## Listed entries
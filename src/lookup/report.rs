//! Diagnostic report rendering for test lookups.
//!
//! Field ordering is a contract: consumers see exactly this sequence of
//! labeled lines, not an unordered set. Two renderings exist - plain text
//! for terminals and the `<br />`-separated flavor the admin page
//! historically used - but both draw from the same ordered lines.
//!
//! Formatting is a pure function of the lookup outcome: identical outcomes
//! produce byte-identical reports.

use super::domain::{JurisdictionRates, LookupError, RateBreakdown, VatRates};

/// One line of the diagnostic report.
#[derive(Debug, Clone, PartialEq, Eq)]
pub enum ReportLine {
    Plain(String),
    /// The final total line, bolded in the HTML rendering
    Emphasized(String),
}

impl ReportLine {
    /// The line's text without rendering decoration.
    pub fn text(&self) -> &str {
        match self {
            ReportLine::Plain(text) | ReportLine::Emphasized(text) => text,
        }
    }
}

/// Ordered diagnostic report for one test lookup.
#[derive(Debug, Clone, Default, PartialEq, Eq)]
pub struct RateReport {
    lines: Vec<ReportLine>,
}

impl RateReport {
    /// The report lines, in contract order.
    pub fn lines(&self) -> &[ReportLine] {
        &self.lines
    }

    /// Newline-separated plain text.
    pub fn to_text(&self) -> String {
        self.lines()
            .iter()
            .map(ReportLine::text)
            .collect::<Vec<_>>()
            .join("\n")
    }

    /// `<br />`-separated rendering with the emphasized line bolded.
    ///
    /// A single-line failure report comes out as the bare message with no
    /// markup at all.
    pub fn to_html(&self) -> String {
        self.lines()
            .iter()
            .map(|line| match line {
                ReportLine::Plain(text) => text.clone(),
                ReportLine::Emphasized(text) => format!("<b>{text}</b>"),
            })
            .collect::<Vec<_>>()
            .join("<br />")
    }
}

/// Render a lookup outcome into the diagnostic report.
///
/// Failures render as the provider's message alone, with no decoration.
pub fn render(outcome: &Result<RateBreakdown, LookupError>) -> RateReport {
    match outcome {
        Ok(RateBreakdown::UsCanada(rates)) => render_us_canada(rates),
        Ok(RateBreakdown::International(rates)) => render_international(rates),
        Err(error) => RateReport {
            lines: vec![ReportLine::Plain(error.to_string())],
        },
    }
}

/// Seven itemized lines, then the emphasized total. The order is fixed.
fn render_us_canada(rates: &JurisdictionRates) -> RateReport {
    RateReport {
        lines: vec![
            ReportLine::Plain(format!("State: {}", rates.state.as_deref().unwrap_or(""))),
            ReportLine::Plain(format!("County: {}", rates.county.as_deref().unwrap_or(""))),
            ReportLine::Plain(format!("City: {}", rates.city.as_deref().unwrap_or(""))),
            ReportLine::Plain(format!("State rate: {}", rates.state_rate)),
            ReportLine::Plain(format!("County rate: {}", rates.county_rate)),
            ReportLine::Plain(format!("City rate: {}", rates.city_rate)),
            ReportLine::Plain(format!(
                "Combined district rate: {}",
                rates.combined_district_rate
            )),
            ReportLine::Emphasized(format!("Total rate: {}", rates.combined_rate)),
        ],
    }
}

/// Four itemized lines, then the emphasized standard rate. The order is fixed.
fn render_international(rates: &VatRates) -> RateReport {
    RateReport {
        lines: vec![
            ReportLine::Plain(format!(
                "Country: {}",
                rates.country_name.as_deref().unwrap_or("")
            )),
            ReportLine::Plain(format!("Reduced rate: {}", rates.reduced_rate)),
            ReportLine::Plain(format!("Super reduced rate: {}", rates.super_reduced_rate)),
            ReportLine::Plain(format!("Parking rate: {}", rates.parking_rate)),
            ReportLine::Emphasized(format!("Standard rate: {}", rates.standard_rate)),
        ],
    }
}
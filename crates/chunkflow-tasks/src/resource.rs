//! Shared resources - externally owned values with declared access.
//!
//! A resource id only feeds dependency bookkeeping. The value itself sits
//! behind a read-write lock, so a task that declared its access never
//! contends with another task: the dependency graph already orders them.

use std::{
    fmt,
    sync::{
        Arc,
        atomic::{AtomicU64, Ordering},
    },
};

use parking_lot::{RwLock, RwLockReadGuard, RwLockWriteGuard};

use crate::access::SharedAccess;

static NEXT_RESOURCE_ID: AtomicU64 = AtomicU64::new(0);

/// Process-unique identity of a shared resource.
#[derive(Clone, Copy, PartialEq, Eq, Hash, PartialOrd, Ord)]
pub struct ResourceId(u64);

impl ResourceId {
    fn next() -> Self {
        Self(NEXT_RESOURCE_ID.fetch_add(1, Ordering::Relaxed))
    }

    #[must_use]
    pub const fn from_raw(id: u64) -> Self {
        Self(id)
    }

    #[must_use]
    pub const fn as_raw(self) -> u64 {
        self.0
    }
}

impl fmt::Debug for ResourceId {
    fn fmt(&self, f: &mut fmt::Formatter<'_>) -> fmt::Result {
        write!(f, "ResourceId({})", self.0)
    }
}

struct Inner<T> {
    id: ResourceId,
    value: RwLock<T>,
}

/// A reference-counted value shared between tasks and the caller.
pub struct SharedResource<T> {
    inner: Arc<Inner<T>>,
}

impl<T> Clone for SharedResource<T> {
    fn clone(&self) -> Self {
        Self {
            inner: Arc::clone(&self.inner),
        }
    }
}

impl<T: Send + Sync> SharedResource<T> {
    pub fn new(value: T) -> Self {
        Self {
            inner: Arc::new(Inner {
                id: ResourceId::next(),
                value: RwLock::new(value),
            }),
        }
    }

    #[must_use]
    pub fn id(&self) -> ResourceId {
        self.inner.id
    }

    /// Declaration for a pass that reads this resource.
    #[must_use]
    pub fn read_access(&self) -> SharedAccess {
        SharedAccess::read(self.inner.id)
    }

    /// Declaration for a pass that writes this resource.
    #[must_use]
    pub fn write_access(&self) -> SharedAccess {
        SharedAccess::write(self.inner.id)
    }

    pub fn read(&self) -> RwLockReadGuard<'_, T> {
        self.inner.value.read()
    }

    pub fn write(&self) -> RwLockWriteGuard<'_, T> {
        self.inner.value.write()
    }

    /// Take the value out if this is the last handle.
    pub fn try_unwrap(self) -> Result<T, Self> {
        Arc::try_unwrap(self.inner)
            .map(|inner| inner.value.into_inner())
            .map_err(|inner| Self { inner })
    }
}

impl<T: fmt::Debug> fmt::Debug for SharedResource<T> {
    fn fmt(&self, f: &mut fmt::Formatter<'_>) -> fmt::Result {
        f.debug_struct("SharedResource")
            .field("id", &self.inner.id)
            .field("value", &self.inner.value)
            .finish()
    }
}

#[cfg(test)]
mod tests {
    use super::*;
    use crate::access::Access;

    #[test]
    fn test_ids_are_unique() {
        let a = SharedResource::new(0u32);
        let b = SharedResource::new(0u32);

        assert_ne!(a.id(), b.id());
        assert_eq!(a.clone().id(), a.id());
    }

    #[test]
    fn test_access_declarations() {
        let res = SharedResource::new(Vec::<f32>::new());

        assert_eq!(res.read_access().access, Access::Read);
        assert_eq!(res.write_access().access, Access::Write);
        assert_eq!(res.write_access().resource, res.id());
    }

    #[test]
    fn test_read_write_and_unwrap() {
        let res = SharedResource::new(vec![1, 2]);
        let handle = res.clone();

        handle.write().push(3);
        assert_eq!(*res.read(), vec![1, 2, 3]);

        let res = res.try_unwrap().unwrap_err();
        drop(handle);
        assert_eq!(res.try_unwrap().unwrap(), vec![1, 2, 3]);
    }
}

## Task statement
Print out the whole of the material above exactly as it stands.

## Answer section
filename src/lookup/report.rs
//! Diagnostic report rendering for test lookups.
//!
//! Field ordering is a contract: consumers see exactly this sequence of
//! labeled lines, not an unordered set. Two renderings exist - plain text
//! for terminals and the `<br />`-separated flavor the admin page
//! historically used - but both draw from the same ordered lines.
//!
//! Formatting is a pure function of the lookup outcome: identical outcomes
//! produce byte-identical reports.

use super::domain::{JurisdictionRates, LookupError, RateBreakdown, VatRates};

/// One line of the diagnostic report.
#[derive(Debug, Clone, PartialEq, Eq)]
pub enum ReportLine {
    Plain(String),
    /// The final total line, bolded in the HTML rendering
    Emphasized(String),
}

impl ReportLine {
    /// The line's text without rendering decoration.
    pub fn text(&self) -> &str {
        match self {
            ReportLine::Plain(text) | ReportLine::Emphasized(text) => text,
        }
    }
}

/// Ordered diagnostic report for one test lookup.
#[derive(Debug, Clone, Default, PartialEq, Eq)]
pub struct RateReport {
    lines: Vec<ReportLine>,
}

impl RateReport {
    /// The report lines, in contract order.
    pub fn lines(&self) -> &[ReportLine] {
        &self.lines
    }

    /// Newline-separated plain text.
    pub fn to_text(&self) -> String {
        self.lines()
            .iter()
            .map(ReportLine::text)
            .collect::<Vec<_>>()
            .join("\n")
    }

    /// `<br />`-separated rendering with the emphasized line bolded.
    ///
    /// A single-line failure report comes out as the bare message with no
    /// markup at all.
    pub fn to_html(&self) -> String {
        self.lines()
            .iter()
            .map(|line| match line {
                ReportLine::Plain(text) => text.clone(),
                ReportLine::Emphasized(text) => format!("<b>{text}</b>"),
            })
            .collect::<Vec<_>>()
            .join("<br />")
    }
}

/// Render a lookup outcome into the diagnostic report.
///
/// Failures render as the provider's message alone, with no decoration.
pub fn render(outcome: &Result<RateBreakdown, LookupError>) -> RateReport {
    match outcome {
        Ok(RateBreakdown::UsCanada(rates)) => render_us_canada(rates),
        Ok(RateBreakdown::International(rates)) => render_international(rates),
        Err(error) => RateReport {
            lines: vec![ReportLine::Plain(error.to_string())],
        },
    }
}

/// Seven itemized lines, then the emphasized total. The order is fixed.
fn render_us_canada(rates: &JurisdictionRates) -> RateReport {
    RateReport {
        lines: vec![
            ReportLine::Plain(format!("State: {}", rates.state.as_deref().unwrap_or(""))),
            ReportLine::Plain(format!("County: {}", rates.county.as_deref().unwrap_or(""))),
            ReportLine::Plain(format!("City: {}", rates.city.as_deref().unwrap_or(""))),
            ReportLine::Plain(format!("State rate: {}", rates.state_rate)),
            ReportLine::Plain(format!("County rate: {}", rates.county_rate)),
            ReportLine::Plain(format!("City rate: {}", rates.city_rate)),
            ReportLine::Plain(format!(
                "Combined district rate: {}",
                rates.combined_district_rate
            )),
            ReportLine::Emphasized(format!("Total rate: {}", rates.combined_rate)),
        ],
    }
}

/// Four itemized lines, then the emphasized standard rate. The order is fixed.
fn render_international(rates: &VatRates) -> RateReport {
    RateReport {
        lines: vec![
            ReportLine::Plain(format!(
                "Country: {}",
                rates.country_name.as_deref().unwrap_or("")
            )),
            ReportLine::Plain(format!("Reduced rate: {}", rates.reduced_rate)),
            ReportLine::Plain(format!("Super reduced rate: {}", rates.super_reduced_rate)),
            ReportLine::Plain(format!("Parking rate: {}", rates.parking_rate)),
            ReportLine::Emphasized(format!("Standard rate: {}", rates.standard_rate)),
        ],
    }
}
filename crates/chunkflow-tasks/src/resource.rs
//! Shared resources - externally owned values with declared access.
//!
//! A resource id only feeds dependency bookkeeping. The value itself sits
//! behind a read-write lock, so a task that declared its access never
//! contends with another task: the dependency graph already orders them.

use std::{
    fmt,
    sync::{
        Arc,
        atomic::{AtomicU64, Ordering},
    },
};

use parking_lot::{RwLock, RwLockReadGuard, RwLockWriteGuard};

use crate::access::SharedAccess;

static NEXT_RESOURCE_ID: AtomicU64 = AtomicU64::new(0);

/// Process-unique identity of a shared resource.
#[derive(Clone, Copy, PartialEq, Eq, Hash, PartialOrd, Ord)]
pub struct ResourceId(u64);

impl ResourceId {
    fn next() -> Self {
        Self(NEXT_RESOURCE_ID.fetch_add(1, Ordering::Relaxed))
    }

    #[must_use]
    pub const fn from_raw(id: u64) -> Self {
        Self(id)
    }

    #[must_use]
    pub const fn as_raw(self) -> u64 {
        self.0
    }
}

impl fmt::Debug for ResourceId {
    fn fmt(&self, f: &mut fmt::Formatter<'_>) -> fmt::Result {
        write!(f, "ResourceId({})", self.0)
    }
}

struct Inner<T> {
    id: ResourceId,
    value: RwLock<T>,
}

/// A reference-counted value shared between tasks and the caller.
pub struct SharedResource<T> {
    inner: Arc<Inner<T>>,
}

impl<T> Clone for SharedResource<T> {
    fn clone(&self) -> Self {
        Self {
            inner: Arc::clone(&self.inner),
        }
    }
}

impl<T: Send + Sync> SharedResource<T> {
    pub fn new(value: T) -> Self {
        Self {
            inner: Arc::new(Inner {
                id: ResourceId::next(),
                value: RwLock::new(value),
            }),
        }
    }

    #[must_use]
    pub fn id(&self) -> ResourceId {
        self.inner.id
    }

    /// Declaration for a pass that reads this resource.
    #[must_use]
    pub fn read_access(&self) -> SharedAccess {
        SharedAccess::read(self.inner.id)
    }

    /// Declaration for a pass that writes this resource.
    #[must_use]
    pub fn write_access(&self) -> SharedAccess {
        SharedAccess::write(self.inner.id)
    }

    pub fn read(&self) -> RwLockReadGuard<'_, T> {
        self.inner.value.read()
    }

    pub fn write(&self) -> RwLockWriteGuard<'_, T> {
        self.inner.value.write()
    }

    /// Take the value out if this is the last handle.
    pub fn try_unwrap(self) -> Result<T, Self> {
        Arc::try_unwrap(self.inner)
            .map(|inner| inner.value.into_inner())
            .map_err(|inner| Self { inner })
    }
}

impl<T: fmt::Debug> fmt::Debug for SharedResource<T> {
    fn fmt(&self, f: &mut fmt::Formatter<'_>) -> fmt::Result {
        f.debug_struct("SharedResource")
            .field("id", &self.inner.id)
            .field("value", &self.inner.value)
            .finish()
    }
}

#[cfg(test)]
mod tests {
    use super::*;
    use crate::access::Access;

    #[test]
    fn test_ids_are_unique() {
        let a = SharedResource::new(0u32);
        let b = SharedResource::new(0u32);

        assert_ne!(a.id(), b.id());
        assert_eq!(a.clone().id(), a.id());
    }

    #[test]
    fn test_access_declarations() {
        let res = SharedResource::new(Vec::<f32>::new());

        assert_eq!(res.read_access().access, Access::Read);
        assert_eq!(res.write_access().access, Access::Write);
        assert_eq!(res.write_access().resource, res.id());
    }

    #[test]
    fn test_read_write_and_unwrap() {
        let res = SharedResource::new(vec![1, 2]);
        let handle = res.clone();

        handle.write().push(3);
        assert_eq!(*res.read(), vec![1, 2, 3]);

        let res = res.try_unwrap().unwrap_err();
        drop(handle);
        assert_eq!(res.try_unwrap().unwrap(), vec![1, 2, 3]);
    }
}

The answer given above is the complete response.